- Your objective: Please repeat the records exactly from their first line, finishing at the line containing "#[command(version)]" and including it.

Saved entries
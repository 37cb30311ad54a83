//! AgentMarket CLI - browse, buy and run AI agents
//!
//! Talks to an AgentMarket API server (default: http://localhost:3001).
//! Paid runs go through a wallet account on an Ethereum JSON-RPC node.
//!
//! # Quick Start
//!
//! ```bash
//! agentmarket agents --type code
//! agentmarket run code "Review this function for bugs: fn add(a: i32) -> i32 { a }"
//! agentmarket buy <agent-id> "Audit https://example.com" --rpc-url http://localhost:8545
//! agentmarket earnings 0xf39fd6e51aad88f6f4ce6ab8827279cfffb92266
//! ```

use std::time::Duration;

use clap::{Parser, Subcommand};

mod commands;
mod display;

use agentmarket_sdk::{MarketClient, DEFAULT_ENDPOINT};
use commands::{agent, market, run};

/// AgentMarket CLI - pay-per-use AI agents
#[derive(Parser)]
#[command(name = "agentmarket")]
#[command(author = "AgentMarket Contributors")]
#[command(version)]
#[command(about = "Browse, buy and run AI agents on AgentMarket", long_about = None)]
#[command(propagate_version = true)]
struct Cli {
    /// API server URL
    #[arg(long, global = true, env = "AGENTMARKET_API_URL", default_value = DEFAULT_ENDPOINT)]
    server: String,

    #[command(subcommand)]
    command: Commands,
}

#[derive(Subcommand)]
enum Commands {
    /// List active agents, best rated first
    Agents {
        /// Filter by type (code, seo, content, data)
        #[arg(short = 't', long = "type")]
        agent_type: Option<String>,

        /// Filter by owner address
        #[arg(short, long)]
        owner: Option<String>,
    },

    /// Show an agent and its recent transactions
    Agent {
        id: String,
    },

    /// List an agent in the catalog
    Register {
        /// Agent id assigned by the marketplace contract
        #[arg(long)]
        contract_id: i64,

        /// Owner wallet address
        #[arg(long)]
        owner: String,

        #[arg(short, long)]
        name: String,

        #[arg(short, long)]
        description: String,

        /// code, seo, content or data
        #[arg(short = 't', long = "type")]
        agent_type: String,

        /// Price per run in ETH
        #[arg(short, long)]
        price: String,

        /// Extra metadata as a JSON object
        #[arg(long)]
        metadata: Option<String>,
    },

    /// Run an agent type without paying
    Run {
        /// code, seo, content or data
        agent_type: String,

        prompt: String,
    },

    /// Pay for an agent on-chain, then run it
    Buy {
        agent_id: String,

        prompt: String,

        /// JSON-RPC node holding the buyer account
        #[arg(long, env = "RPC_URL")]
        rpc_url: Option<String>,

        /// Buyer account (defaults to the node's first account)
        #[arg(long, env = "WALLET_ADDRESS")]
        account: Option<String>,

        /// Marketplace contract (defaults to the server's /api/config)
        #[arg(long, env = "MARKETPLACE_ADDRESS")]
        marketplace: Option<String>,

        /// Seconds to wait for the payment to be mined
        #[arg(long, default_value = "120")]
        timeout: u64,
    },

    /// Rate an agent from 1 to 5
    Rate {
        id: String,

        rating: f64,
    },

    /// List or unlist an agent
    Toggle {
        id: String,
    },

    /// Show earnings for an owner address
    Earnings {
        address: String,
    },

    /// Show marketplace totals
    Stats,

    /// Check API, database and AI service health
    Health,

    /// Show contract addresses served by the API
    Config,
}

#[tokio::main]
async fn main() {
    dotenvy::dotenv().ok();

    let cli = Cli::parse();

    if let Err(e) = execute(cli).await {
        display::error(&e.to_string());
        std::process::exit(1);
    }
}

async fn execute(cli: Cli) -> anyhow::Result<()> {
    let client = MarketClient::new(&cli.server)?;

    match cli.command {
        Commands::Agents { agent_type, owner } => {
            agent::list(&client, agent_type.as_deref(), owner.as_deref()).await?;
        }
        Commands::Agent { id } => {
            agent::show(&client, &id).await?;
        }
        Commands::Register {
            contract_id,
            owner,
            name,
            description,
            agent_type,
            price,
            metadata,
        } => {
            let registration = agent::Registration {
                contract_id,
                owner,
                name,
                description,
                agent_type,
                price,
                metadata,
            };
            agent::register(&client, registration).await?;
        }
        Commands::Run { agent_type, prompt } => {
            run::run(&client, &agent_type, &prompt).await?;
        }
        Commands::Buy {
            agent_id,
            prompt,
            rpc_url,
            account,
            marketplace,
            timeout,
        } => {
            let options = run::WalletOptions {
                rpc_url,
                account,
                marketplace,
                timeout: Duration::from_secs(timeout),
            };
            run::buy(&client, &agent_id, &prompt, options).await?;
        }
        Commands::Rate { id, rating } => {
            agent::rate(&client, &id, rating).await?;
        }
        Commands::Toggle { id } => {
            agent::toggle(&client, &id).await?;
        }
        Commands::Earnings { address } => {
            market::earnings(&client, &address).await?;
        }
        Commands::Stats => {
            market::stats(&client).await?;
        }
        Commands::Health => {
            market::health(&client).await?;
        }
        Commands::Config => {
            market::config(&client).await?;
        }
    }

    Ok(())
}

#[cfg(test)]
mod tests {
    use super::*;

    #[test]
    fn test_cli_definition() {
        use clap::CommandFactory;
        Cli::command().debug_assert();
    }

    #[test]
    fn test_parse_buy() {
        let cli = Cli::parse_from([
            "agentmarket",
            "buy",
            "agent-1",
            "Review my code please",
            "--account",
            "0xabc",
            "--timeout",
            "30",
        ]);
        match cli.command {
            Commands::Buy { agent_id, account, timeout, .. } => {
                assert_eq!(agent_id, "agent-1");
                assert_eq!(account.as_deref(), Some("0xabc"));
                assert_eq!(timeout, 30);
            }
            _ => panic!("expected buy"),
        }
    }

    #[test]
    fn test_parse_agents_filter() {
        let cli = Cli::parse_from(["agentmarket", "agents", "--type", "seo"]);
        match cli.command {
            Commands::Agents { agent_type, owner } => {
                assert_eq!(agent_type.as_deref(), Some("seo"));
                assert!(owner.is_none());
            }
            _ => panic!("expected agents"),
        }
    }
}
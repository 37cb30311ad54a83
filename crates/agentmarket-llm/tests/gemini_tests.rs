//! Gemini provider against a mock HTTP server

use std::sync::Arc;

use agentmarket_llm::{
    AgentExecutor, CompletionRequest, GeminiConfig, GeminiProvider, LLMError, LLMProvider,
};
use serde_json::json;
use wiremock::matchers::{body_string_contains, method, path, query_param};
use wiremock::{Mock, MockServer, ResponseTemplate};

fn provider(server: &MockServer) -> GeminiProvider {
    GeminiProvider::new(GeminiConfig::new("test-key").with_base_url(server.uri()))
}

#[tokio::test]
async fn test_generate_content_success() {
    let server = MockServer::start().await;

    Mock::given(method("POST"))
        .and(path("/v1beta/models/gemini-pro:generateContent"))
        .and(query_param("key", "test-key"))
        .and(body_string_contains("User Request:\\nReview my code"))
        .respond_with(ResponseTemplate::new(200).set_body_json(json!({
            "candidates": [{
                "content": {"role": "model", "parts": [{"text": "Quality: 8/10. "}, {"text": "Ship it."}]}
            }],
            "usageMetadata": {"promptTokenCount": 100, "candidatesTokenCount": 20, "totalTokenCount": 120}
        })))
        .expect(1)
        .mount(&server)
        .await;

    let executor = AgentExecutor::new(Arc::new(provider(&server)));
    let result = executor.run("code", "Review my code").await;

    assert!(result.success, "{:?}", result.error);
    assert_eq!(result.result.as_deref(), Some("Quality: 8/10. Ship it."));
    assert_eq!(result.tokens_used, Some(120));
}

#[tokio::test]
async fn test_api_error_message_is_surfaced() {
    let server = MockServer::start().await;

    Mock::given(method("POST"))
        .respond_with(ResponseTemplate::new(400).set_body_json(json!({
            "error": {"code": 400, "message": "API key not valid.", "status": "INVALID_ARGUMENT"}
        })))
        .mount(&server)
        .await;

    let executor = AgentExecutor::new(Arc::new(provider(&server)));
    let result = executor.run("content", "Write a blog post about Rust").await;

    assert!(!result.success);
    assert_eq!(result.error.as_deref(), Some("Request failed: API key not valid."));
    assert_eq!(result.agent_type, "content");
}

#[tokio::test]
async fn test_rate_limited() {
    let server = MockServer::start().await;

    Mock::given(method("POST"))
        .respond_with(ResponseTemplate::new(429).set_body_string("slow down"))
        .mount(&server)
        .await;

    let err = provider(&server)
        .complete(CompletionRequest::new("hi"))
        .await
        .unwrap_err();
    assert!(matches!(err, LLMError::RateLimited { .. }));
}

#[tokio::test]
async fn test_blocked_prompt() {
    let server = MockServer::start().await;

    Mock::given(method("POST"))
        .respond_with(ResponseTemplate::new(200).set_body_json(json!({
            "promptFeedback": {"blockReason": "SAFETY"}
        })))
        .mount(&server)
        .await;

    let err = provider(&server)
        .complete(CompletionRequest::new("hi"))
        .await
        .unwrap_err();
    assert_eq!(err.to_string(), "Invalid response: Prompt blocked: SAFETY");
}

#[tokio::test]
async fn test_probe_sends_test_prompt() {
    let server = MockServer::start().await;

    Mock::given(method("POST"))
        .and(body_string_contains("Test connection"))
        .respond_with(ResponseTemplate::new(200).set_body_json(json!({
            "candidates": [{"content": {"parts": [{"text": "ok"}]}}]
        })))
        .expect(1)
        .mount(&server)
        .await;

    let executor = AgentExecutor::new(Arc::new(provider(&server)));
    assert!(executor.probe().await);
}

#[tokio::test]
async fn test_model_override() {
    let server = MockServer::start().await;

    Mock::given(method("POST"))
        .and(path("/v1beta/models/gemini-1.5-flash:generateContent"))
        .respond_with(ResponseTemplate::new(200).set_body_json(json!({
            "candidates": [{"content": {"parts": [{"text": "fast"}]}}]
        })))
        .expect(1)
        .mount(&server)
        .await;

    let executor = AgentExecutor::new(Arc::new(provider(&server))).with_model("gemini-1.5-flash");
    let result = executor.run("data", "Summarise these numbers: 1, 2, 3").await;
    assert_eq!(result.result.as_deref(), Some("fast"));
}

- Result of this exercise:
repository 37cb30311ad54a83
//! AgentMarket CLI - browse, buy and run AI agents
//!
//! Talks to an AgentMarket API server (default: http://localhost:3001).
//! Paid runs go through a wallet account on an Ethereum JSON-RPC node.
//!
//! # Quick Start
//!
//! ```bash
//! agentmarket agents --type code
//! agentmarket run code "Review this function for bugs: fn add(a: i32) -> i32 { a }"
//! agentmarket buy <agent-id> "Audit https://example.com" --rpc-url http://localhost:8545
//! agentmarket earnings 0xf39fd6e51aad88f6f4ce6ab8827279cfffb92266
//! ```

use std::time::Duration;

use clap::{Parser, Subcommand};

mod commands;
mod display;

use agentmarket_sdk::{MarketClient, DEFAULT_ENDPOINT};
use commands::{agent, market, run};

/// AgentMarket CLI - pay-per-use AI agents
#[derive(Parser)]
#[command(name = "agentmarket")]
#[command(author = "AgentMarket Contributors")]
#[command(version)]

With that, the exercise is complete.